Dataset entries
○ ○ ○ ○ ○

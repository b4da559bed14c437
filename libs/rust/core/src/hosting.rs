//! Model hosting provider capability.
//!
//! Three named resource kinds (hosted model, endpoint configuration,
//! endpoint) with describe/create/delete/update plus a readiness wait.
//! Models and configurations are immutable once created; endpoints are
//! long-lived and re-pointed at new configurations.

use async_trait::async_trait;
use parking_lot::Mutex;
use serde::{Deserialize, Serialize};
use std::collections::{BTreeMap, HashMap};
use std::fmt;
use std::time::{Duration, Instant};
use thiserror::Error;
use tracing::debug;

use crate::metrics_ext::EXTENDED_METRICS;

#[derive(Debug, Clone, Copy, PartialEq, Eq, Hash, Serialize, Deserialize)]
pub enum ResourceKind { Model, EndpointConfig, Endpoint }

impl ResourceKind {
    /// Resource noun as it appears in provider error messages.
    pub fn label(&self) -> &'static str {
        match self { ResourceKind::Model => "model", ResourceKind::EndpointConfig => "endpoint configuration", ResourceKind::Endpoint => "endpoint" }
    }
}

/// Error reported by the hosting provider, message kept verbatim.
#[derive(Debug, Clone, Error, PartialEq, Eq)]
#[error("{message}")]
pub struct ProviderError { pub code: Option<String>, pub message: String }

impl ProviderError {
    pub fn new(message: impl Into<String>) -> Self { Self { code: None, message: message.into() } }
    pub fn with_code(code: impl Into<String>, message: impl Into<String>) -> Self { Self { code: Some(code.into()), message: message.into() } }
}

/// The platform reports absence only through the message text, e.g.
/// `Could not find endpoint configuration "..."`.
pub fn message_says_not_found(kind: ResourceKind, err: &ProviderError) -> bool {
    err.message.contains(&format!("Could not find {}", kind.label()))
}

#[derive(Debug, Clone, PartialEq, Serialize, Deserialize)]
pub struct HostedModel {
    pub name: String,
    pub image: String,
    pub model_data_url: String,
    pub execution_role_arn: String,
}

#[derive(Debug, Clone, PartialEq, Serialize, Deserialize)]
pub struct ProductionVariant {
    pub variant_name: String,
    pub model_name: String,
    pub instance_type: String,
    pub initial_instance_count: u32,
    pub initial_variant_weight: f32,
}

#[derive(Debug, Clone, PartialEq, Serialize, Deserialize)]
pub struct EndpointConfig { pub name: String, pub variants: Vec<ProductionVariant> }

#[derive(Debug, Clone, PartialEq, Eq, Serialize, Deserialize)]
pub enum EndpointStatus {
    OutOfService,
    Creating,
    Updating,
    SystemUpdating,
    RollingBack,
    InService,
    Deleting,
    Failed,
    UpdateRollbackFailed,
    Unknown(String),
}

impl EndpointStatus {
    pub fn parse(s: &str) -> Self {
        match s {
            "OutOfService" => Self::OutOfService,
            "Creating" => Self::Creating,
            "Updating" => Self::Updating,
            "SystemUpdating" => Self::SystemUpdating,
            "RollingBack" => Self::RollingBack,
            "InService" => Self::InService,
            "Deleting" => Self::Deleting,
            "Failed" => Self::Failed,
            "UpdateRollbackFailed" => Self::UpdateRollbackFailed,
            other => Self::Unknown(other.to_string()),
        }
    }
    pub fn as_str(&self) -> &str {
        match self {
            Self::OutOfService => "OutOfService",
            Self::Creating => "Creating",
            Self::Updating => "Updating",
            Self::SystemUpdating => "SystemUpdating",
            Self::RollingBack => "RollingBack",
            Self::InService => "InService",
            Self::Deleting => "Deleting",
            Self::Failed => "Failed",
            Self::UpdateRollbackFailed => "UpdateRollbackFailed",
            Self::Unknown(s) => s,
        }
    }
    /// Statuses from which the endpoint will not reach InService on its own.
    pub fn is_terminal_failure(&self) -> bool { matches!(self, Self::Failed | Self::UpdateRollbackFailed | Self::OutOfService | Self::Deleting) }
    pub fn is_transitioning(&self) -> bool { matches!(self, Self::Creating | Self::Updating | Self::SystemUpdating | Self::RollingBack) }
}

impl fmt::Display for EndpointStatus {
    fn fmt(&self, f: &mut fmt::Formatter<'_>) -> fmt::Result { f.write_str(self.as_str()) }
}

#[derive(Debug, Clone, PartialEq, Serialize, Deserialize)]
pub struct EndpointDescription {
    pub name: String,
    pub arn: String,
    pub config_name: String,
    pub status: EndpointStatus,
    pub failure_reason: Option<String>,
}

#[derive(Debug, Clone)]
pub struct WaitPolicy { pub poll_interval: Duration, pub timeout: Duration }

impl Default for WaitPolicy {
    fn default() -> Self { Self { poll_interval: Duration::from_secs(30), timeout: Duration::from_secs(3600) } }
}

#[derive(Debug, Error)]
pub enum WaitError {
    #[error("endpoint entered {} state", .0.status)]
    Failed(EndpointDescription),
    #[error("endpoint not InService after {waited:?}")]
    Timeout { last: Option<EndpointDescription>, waited: Duration },
    #[error(transparent)]
    Provider(ProviderError),
}

#[async_trait]
pub trait HostingProvider: Send + Sync {
    async fn describe_model(&self, name: &str) -> Result<HostedModel, ProviderError>;
    async fn create_model(&self, model: &HostedModel) -> Result<(), ProviderError>;
    async fn delete_model(&self, name: &str) -> Result<(), ProviderError>;

    async fn describe_endpoint_config(&self, name: &str) -> Result<EndpointConfig, ProviderError>;
    async fn create_endpoint_config(&self, config: &EndpointConfig) -> Result<(), ProviderError>;
    async fn delete_endpoint_config(&self, name: &str) -> Result<(), ProviderError>;

    async fn describe_endpoint(&self, name: &str) -> Result<EndpointDescription, ProviderError>;
    async fn create_endpoint(&self, name: &str, config_name: &str) -> Result<(), ProviderError>;
    async fn update_endpoint(&self, name: &str, config_name: &str) -> Result<(), ProviderError>;

    /// Classify `err` as "resource does not exist".
    fn is_not_found(&self, kind: ResourceKind, err: &ProviderError) -> bool { message_says_not_found(kind, err) }

    /// Poll `describe_endpoint` at a fixed interval until InService, a
    /// terminal failure, or the policy timeout.
    async fn wait_until_in_service(&self, name: &str, policy: &WaitPolicy) -> Result<EndpointDescription, WaitError> {
        let started = Instant::now();
        loop {
            let desc = self.describe_endpoint(name).await.map_err(WaitError::Provider)?;
            EXTENDED_METRICS.deploy.status_polls_total.inc();
            if desc.status == EndpointStatus::InService { return Ok(desc); }
            if desc.status.is_terminal_failure() { return Err(WaitError::Failed(desc)); }
            debug!(endpoint = name, status = %desc.status, "endpoint_not_ready");
            if started.elapsed() >= policy.timeout { return Err(WaitError::Timeout { last: Some(desc), waited: started.elapsed() }); }
            tokio::time::sleep(policy.poll_interval).await;
        }
    }
}

// ---------------------------------------------------------------------------
// In-memory simulator
// ---------------------------------------------------------------------------

#[derive(Debug, Clone)]
struct SimEndpoint { arn: String, config_name: String, status: EndpointStatus, failure_reason: Option<String>, polls_remaining: u32 }

#[derive(Debug, Default)]
struct SimState {
    models: BTreeMap<String, HostedModel>,
    configs: BTreeMap<String, EndpointConfig>,
    endpoints: BTreeMap<String, SimEndpoint>,
    calls: Vec<String>,
    faults: HashMap<String, ProviderError>,
    failing_configs: HashMap<String, String>,
}

/// Hosting provider simulator with the platform's naming, error text and
/// endpoint lifecycle. An endpoint that is created or updated stays in
/// `Creating`/`Updating` for `polls_to_settle` describe calls.
#[derive(Debug)]
pub struct MemoryHostingProvider {
    region: String,
    account: String,
    polls_to_settle: u32,
    state: Mutex<SimState>,
}

impl Default for MemoryHostingProvider {
    fn default() -> Self { Self::new("us-east-1") }
}

impl MemoryHostingProvider {
    pub fn new(region: &str) -> Self {
        Self { region: region.to_string(), account: "000000000000".into(), polls_to_settle: 2, state: Mutex::new(SimState::default()) }
    }
    pub fn with_polls_to_settle(mut self, polls: u32) -> Self { self.polls_to_settle = polls; self }

    /// Every subsequent call to `op` (e.g. `"describe_endpoint"`) fails with `err`.
    pub fn inject_fault(&self, op: &str, err: ProviderError) { self.state.lock().faults.insert(op.to_string(), err); }
    pub fn clear_faults(&self) { self.state.lock().faults.clear(); }
    /// Endpoints pointed at `config_name` end up `Failed` with `reason`.
    pub fn fail_config(&self, config_name: &str, reason: &str) { self.state.lock().failing_configs.insert(config_name.to_string(), reason.to_string()); }

    pub fn calls(&self) -> Vec<String> { self.state.lock().calls.clone() }
    pub fn model_names(&self) -> Vec<String> { self.state.lock().models.keys().cloned().collect() }
    pub fn config_names(&self) -> Vec<String> { self.state.lock().configs.keys().cloned().collect() }
    pub fn endpoint_names(&self) -> Vec<String> { self.state.lock().endpoints.keys().cloned().collect() }
    pub fn model(&self, name: &str) -> Option<HostedModel> { self.state.lock().models.get(name).cloned() }
    pub fn config(&self, name: &str) -> Option<EndpointConfig> { self.state.lock().configs.get(name).cloned() }

    fn arn(&self, kind: &str, name: &str) -> String {
        format!("arn:aws:sagemaker:{}:{}:{}/{}", self.region, self.account, kind, name.to_lowercase())
    }

    fn not_found(&self, kind: ResourceKind, arn_kind: &str, name: &str) -> ProviderError {
        ProviderError::with_code("ValidationException", format!("Could not find {} \"{}\".", kind.label(), self.arn(arn_kind, name)))
    }

    fn enter(&self, st: &mut SimState, op: &str, name: &str) -> Result<(), ProviderError> {
        st.calls.push(format!("{op}:{name}"));
        match st.faults.get(op) { Some(err) => Err(err.clone()), None => Ok(()) }
    }

    fn view(name: &str, ep: &SimEndpoint) -> EndpointDescription {
        EndpointDescription { name: name.to_string(), arn: ep.arn.clone(), config_name: ep.config_name.clone(), status: ep.status.clone(), failure_reason: ep.failure_reason.clone() }
    }
}

#[async_trait]
impl HostingProvider for MemoryHostingProvider {
    async fn describe_model(&self, name: &str) -> Result<HostedModel, ProviderError> {
        let mut st = self.state.lock();
        self.enter(&mut st, "describe_model", name)?;
        st.models.get(name).cloned().ok_or_else(|| self.not_found(ResourceKind::Model, "model", name))
    }

    async fn create_model(&self, model: &HostedModel) -> Result<(), ProviderError> {
        let mut st = self.state.lock();
        self.enter(&mut st, "create_model", &model.name)?;
        if st.models.contains_key(&model.name) {
            return Err(ProviderError::with_code("ValidationException", format!("Cannot create already existing model \"{}\".", self.arn("model", &model.name))));
        }
        st.models.insert(model.name.clone(), model.clone());
        Ok(())
    }

    async fn delete_model(&self, name: &str) -> Result<(), ProviderError> {
        let mut st = self.state.lock();
        self.enter(&mut st, "delete_model", name)?;
        st.models.remove(name).map(|_| ()).ok_or_else(|| self.not_found(ResourceKind::Model, "model", name))
    }

    async fn describe_endpoint_config(&self, name: &str) -> Result<EndpointConfig, ProviderError> {
        let mut st = self.state.lock();
        self.enter(&mut st, "describe_endpoint_config", name)?;
        st.configs.get(name).cloned().ok_or_else(|| self.not_found(ResourceKind::EndpointConfig, "endpoint-config", name))
    }

    async fn create_endpoint_config(&self, config: &EndpointConfig) -> Result<(), ProviderError> {
        let mut st = self.state.lock();
        self.enter(&mut st, "create_endpoint_config", &config.name)?;
        if st.configs.contains_key(&config.name) {
            return Err(ProviderError::with_code("ValidationException", format!("Cannot create already existing endpoint configuration \"{}\".", self.arn("endpoint-config", &config.name))));
        }
        if let Some(missing) = config.variants.iter().find(|v| !st.models.contains_key(&v.model_name)) {
            return Err(self.not_found(ResourceKind::Model, "model", &missing.model_name));
        }
        st.configs.insert(config.name.clone(), config.clone());
        Ok(())
    }

    async fn delete_endpoint_config(&self, name: &str) -> Result<(), ProviderError> {
        let mut st = self.state.lock();
        self.enter(&mut st, "delete_endpoint_config", name)?;
        st.configs.remove(name).map(|_| ()).ok_or_else(|| self.not_found(ResourceKind::EndpointConfig, "endpoint-config", name))
    }

    async fn describe_endpoint(&self, name: &str) -> Result<EndpointDescription, ProviderError> {
        let mut st = self.state.lock();
        self.enter(&mut st, "describe_endpoint", name)?;
        let failing = st.failing_configs.clone();
        let ep = st.endpoints.get_mut(name).ok_or_else(|| self.not_found(ResourceKind::Endpoint, "endpoint", name))?;
        if ep.status.is_transitioning() {
            if ep.polls_remaining > 0 { ep.polls_remaining -= 1; }
            if ep.polls_remaining == 0 {
                match failing.get(&ep.config_name) {
                    Some(reason) => { ep.status = EndpointStatus::Failed; ep.failure_reason = Some(reason.clone()); }
                    None => { ep.status = EndpointStatus::InService; ep.failure_reason = None; }
                }
            }
        }
        Ok(Self::view(name, ep))
    }

    async fn create_endpoint(&self, name: &str, config_name: &str) -> Result<(), ProviderError> {
        let mut st = self.state.lock();
        self.enter(&mut st, "create_endpoint", name)?;
        if st.endpoints.contains_key(name) {
            return Err(ProviderError::with_code("ValidationException", format!("Cannot create already existing endpoint \"{}\".", self.arn("endpoint", name))));
        }
        if !st.configs.contains_key(config_name) { return Err(self.not_found(ResourceKind::EndpointConfig, "endpoint-config", config_name)); }
        let ep = SimEndpoint { arn: self.arn("endpoint", name), config_name: config_name.to_string(), status: EndpointStatus::Creating, failure_reason: None, polls_remaining: self.polls_to_settle };
        st.endpoints.insert(name.to_string(), ep);
        Ok(())
    }

    async fn update_endpoint(&self, name: &str, config_name: &str) -> Result<(), ProviderError> {
        let mut st = self.state.lock();
        self.enter(&mut st, "update_endpoint", name)?;
        if !st.configs.contains_key(config_name) { return Err(self.not_found(ResourceKind::EndpointConfig, "endpoint-config", config_name)); }
        let polls = self.polls_to_settle;
        let arn = self.arn("endpoint", name);
        let ep = st.endpoints.get_mut(name).ok_or_else(|| self.not_found(ResourceKind::Endpoint, "endpoint", name))?;
        if ep.status.is_transitioning() {
            return Err(ProviderError::with_code("ValidationException", format!("Cannot update in-progress endpoint \"{arn}\".")));
        }
        ep.config_name = config_name.to_string();
        ep.status = EndpointStatus::Updating;
        ep.failure_reason = None;
        ep.polls_remaining = polls;
        Ok(())
    }
}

○ ○ ○ ○ ○

Print, from the entries above, the line with "debug!(endpoint = name, status", the line with "pub fn clear_faults(&self)" and all lines between them, exactly and with nothing else.

            debug!(endpoint = name, status = %desc.status, "endpoint_not_ready");
            if started.elapsed() >= policy.timeout { return Err(WaitError::Timeout { last: Some(desc), waited: started.elapsed() }); }
            tokio::time::sleep(policy.poll_interval).await;
        }
    }
}

// ---------------------------------------------------------------------------
// In-memory simulator
// ---------------------------------------------------------------------------

#[derive(Debug, Clone)]
struct SimEndpoint { arn: String, config_name: String, status: EndpointStatus, failure_reason: Option<String>, polls_remaining: u32 }

#[derive(Debug, Default)]
struct SimState {
    models: BTreeMap<String, HostedModel>,
    configs: BTreeMap<String, EndpointConfig>,
    endpoints: BTreeMap<String, SimEndpoint>,
    calls: Vec<String>,
    faults: HashMap<String, ProviderError>,
    failing_configs: HashMap<String, String>,
}

/// Hosting provider simulator with the platform's naming, error text and
/// endpoint lifecycle. An endpoint that is created or updated stays in
/// `Creating`/`Updating` for `polls_to_settle` describe calls.
#[derive(Debug)]
pub struct MemoryHostingProvider {
    region: String,
    account: String,
    polls_to_settle: u32,
    state: Mutex<SimState>,
}

impl Default for MemoryHostingProvider {
    fn default() -> Self { Self::new("us-east-1") }
}

impl MemoryHostingProvider {
    pub fn new(region: &str) -> Self {
        Self { region: region.to_string(), account: "000000000000".into(), polls_to_settle: 2, state: Mutex::new(SimState::default()) }
    }
    pub fn with_polls_to_settle(mut self, polls: u32) -> Self { self.polls_to_settle = polls; self }

    /// Every subsequent call to `op` (e.g. `"describe_endpoint"`) fails with `err`.
    pub fn inject_fault(&self, op: &str, err: ProviderError) { self.state.lock().faults.insert(op.to_string(), err); }
    pub fn clear_faults(&self) { self.state.lock().faults.clear(); }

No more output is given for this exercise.